What you will do: Of all the lines in the entries below, give again exactly those starting at the line containing "let next = clear_and_refill(board, &matches, rng);" and ending at the line containing "is reported once.", both ends included, and no others.

Material to process:
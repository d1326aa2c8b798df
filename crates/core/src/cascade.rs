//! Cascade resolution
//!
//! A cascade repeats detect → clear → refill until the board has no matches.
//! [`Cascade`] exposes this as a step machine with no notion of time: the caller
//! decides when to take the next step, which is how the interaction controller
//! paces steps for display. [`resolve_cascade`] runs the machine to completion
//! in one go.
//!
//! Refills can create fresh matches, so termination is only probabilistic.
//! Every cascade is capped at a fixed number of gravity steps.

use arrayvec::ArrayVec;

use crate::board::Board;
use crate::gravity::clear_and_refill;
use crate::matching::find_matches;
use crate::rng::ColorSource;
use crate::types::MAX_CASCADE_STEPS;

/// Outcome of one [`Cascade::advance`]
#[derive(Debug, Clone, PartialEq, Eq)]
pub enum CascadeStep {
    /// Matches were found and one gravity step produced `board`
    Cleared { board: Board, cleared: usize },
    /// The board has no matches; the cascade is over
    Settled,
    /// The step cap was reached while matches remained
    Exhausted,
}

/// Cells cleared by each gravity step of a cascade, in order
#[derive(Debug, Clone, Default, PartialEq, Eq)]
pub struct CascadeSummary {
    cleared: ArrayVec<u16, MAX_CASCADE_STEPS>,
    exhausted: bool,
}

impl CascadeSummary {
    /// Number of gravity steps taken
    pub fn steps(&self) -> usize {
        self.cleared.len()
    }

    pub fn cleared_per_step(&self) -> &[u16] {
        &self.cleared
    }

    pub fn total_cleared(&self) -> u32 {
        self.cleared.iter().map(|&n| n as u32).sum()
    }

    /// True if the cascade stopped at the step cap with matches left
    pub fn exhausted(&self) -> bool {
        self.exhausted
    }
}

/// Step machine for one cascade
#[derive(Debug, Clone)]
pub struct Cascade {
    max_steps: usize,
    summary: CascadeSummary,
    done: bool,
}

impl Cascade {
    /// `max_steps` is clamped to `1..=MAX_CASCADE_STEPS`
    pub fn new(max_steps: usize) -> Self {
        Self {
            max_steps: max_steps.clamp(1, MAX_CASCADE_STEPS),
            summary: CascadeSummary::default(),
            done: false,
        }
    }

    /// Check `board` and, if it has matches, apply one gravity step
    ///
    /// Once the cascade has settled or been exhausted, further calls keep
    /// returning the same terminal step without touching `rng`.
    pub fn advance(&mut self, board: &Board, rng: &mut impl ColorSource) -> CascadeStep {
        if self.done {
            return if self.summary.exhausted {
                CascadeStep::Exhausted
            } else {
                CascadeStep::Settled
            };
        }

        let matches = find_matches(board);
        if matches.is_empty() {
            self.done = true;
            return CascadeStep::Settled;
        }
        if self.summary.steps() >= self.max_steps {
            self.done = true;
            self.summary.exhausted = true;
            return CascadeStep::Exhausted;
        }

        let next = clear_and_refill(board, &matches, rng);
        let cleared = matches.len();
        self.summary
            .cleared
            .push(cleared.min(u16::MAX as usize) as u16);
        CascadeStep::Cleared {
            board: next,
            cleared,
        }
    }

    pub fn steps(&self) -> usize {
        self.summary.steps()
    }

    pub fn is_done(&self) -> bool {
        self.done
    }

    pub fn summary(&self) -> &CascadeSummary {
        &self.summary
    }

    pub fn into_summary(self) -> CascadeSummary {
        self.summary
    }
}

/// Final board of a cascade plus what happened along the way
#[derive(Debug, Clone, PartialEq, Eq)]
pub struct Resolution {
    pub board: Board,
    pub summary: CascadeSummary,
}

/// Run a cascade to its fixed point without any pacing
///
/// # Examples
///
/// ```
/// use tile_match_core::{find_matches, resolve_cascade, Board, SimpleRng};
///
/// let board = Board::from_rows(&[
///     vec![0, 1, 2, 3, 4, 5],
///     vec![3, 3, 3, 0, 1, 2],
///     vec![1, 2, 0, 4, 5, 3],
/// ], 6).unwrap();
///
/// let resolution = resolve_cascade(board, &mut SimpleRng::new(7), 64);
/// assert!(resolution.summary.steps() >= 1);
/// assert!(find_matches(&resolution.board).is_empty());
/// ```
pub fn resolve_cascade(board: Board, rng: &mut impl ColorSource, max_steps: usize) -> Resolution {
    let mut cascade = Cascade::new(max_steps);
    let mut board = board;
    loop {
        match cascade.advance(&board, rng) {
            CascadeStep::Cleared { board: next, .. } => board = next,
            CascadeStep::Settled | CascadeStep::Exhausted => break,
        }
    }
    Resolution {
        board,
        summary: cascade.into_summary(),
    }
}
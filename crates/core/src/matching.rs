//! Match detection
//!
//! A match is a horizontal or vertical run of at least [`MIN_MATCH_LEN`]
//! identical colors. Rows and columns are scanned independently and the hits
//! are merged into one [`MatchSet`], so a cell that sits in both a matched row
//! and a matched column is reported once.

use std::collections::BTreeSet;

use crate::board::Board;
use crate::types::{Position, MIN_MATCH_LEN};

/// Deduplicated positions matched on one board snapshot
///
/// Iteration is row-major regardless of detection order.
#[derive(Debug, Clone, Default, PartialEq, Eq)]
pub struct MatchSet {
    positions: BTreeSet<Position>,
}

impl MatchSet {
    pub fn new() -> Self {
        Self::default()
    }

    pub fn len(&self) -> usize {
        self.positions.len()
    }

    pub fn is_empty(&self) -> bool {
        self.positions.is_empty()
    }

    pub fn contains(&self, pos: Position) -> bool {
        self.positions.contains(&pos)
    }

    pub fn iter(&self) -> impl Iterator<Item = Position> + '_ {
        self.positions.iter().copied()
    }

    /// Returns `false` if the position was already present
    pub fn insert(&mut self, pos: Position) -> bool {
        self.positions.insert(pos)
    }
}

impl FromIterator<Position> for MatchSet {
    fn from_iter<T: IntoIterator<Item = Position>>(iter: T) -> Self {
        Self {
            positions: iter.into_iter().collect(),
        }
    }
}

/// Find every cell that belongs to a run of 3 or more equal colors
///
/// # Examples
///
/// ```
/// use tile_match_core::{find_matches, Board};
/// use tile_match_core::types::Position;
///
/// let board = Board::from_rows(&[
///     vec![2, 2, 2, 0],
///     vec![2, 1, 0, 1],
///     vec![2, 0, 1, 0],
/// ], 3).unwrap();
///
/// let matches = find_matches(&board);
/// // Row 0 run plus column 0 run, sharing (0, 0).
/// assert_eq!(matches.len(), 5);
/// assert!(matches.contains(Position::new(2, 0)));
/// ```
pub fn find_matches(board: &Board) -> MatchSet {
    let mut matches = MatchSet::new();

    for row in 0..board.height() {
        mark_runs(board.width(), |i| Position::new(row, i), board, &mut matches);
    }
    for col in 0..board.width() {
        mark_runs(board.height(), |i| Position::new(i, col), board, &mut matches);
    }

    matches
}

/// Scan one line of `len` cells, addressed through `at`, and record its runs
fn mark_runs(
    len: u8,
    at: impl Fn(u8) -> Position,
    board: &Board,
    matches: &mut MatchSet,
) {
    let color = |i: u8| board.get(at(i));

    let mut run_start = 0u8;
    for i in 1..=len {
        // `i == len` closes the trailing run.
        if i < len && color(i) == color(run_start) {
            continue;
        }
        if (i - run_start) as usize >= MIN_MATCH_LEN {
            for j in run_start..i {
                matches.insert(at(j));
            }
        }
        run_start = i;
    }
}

Answer to the exercise:
        let next = clear_and_refill(board, &matches, rng);
        let cleared = matches.len();
        self.summary
            .cleared
            .push(cleared.min(u16::MAX as usize) as u16);
        CascadeStep::Cleared {
            board: next,
            cleared,
        }
    }

    pub fn steps(&self) -> usize {
        self.summary.steps()
    }

    pub fn is_done(&self) -> bool {
        self.done
    }

    pub fn summary(&self) -> &CascadeSummary {
        &self.summary
    }

    pub fn into_summary(self) -> CascadeSummary {
        self.summary
    }
}

/// Final board of a cascade plus what happened along the way
#[derive(Debug, Clone, PartialEq, Eq)]
pub struct Resolution {
    pub board: Board,
    pub summary: CascadeSummary,
}

/// Run a cascade to its fixed point without any pacing
///
/// # Examples
///
/// ```
/// use tile_match_core::{find_matches, resolve_cascade, Board, SimpleRng};
///
/// let board = Board::from_rows(&[
///     vec![0, 1, 2, 3, 4, 5],
///     vec![3, 3, 3, 0, 1, 2],
///     vec![1, 2, 0, 4, 5, 3],
/// ], 6).unwrap();
///
/// let resolution = resolve_cascade(board, &mut SimpleRng::new(7), 64);
/// assert!(resolution.summary.steps() >= 1);
/// assert!(find_matches(&resolution.board).is_empty());
/// ```
pub fn resolve_cascade(board: Board, rng: &mut impl ColorSource, max_steps: usize) -> Resolution {
    let mut cascade = Cascade::new(max_steps);
    let mut board = board;
    loop {
        match cascade.advance(&board, rng) {
            CascadeStep::Cleared { board: next, .. } => board = next,
            CascadeStep::Settled | CascadeStep::Exhausted => break,
        }
    }
    Resolution {
        board,
        summary: cascade.into_summary(),
    }
}
filename crates/core/src/matching.rs
//! Match detection
//!
//! A match is a horizontal or vertical run of at least [`MIN_MATCH_LEN`]
//! identical colors. Rows and columns are scanned independently and the hits
//! are merged into one [`MatchSet`], so a cell that sits in both a matched row
//! and a matched column is reported once.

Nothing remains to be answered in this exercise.